▶ _EXTRACTED INFORMATION_
####################
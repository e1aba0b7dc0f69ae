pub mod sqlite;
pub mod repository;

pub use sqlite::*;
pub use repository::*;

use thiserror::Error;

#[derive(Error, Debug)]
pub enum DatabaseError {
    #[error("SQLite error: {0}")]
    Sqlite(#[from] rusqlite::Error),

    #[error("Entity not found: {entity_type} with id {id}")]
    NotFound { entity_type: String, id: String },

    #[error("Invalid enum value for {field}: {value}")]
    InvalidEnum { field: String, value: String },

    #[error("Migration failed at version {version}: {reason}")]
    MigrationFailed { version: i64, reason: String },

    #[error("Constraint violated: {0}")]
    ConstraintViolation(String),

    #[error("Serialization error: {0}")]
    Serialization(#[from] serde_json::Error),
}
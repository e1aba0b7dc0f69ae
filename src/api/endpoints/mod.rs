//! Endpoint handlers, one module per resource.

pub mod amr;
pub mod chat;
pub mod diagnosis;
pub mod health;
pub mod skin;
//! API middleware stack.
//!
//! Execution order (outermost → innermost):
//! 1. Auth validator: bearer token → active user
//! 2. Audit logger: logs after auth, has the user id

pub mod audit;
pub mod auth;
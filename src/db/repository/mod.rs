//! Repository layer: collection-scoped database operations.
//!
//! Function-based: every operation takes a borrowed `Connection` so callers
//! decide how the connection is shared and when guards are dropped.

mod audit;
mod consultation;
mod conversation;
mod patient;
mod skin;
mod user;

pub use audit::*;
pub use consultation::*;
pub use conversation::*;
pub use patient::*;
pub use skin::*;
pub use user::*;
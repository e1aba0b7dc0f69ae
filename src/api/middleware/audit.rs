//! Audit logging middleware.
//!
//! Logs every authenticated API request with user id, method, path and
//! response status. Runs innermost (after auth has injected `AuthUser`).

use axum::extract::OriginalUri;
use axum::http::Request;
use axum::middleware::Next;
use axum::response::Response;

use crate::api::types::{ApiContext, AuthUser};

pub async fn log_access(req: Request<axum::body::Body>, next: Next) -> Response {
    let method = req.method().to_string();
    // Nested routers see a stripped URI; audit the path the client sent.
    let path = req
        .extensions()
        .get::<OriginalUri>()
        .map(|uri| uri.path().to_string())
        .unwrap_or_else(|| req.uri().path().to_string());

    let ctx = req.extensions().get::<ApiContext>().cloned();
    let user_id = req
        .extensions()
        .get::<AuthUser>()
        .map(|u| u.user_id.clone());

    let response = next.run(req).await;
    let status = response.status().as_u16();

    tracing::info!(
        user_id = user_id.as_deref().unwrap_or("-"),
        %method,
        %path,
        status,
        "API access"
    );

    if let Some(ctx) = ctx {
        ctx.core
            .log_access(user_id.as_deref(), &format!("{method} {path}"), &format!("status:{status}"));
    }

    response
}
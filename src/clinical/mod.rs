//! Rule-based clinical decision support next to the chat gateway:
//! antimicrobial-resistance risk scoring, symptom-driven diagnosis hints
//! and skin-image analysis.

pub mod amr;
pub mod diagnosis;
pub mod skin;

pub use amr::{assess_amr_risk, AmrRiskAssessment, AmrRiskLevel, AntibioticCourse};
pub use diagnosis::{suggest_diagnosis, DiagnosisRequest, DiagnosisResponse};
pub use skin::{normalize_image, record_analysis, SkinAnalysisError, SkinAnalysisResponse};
####################
▶ _HOW TO COMPLETE THIS TASK_
Take the lines above from the first through the one containing "module per resource." and reproduce them exactly; include nothing else.

▶ _EXERCISE RESPONSE_
repository e1aba0b7dc0f69ae
pub mod sqlite;
pub mod repository;

pub use sqlite::*;
pub use repository::*;

use thiserror::Error;

#[derive(Error, Debug)]
pub enum DatabaseError {
    #[error("SQLite error: {0}")]
    Sqlite(#[from] rusqlite::Error),

    #[error("Entity not found: {entity_type} with id {id}")]
    NotFound { entity_type: String, id: String },

    #[error("Invalid enum value for {field}: {value}")]
    InvalidEnum { field: String, value: String },

    #[error("Migration failed at version {version}: {reason}")]
    MigrationFailed { version: i64, reason: String },

    #[error("Constraint violated: {0}")]
    ConstraintViolation(String),

    #[error("Serialization error: {0}")]
    Serialization(#[from] serde_json::Error),
}
repository e1aba0b7dc0f69ae
filename src/api/endpoints/mod.rs
//! Endpoint handlers, one module per resource.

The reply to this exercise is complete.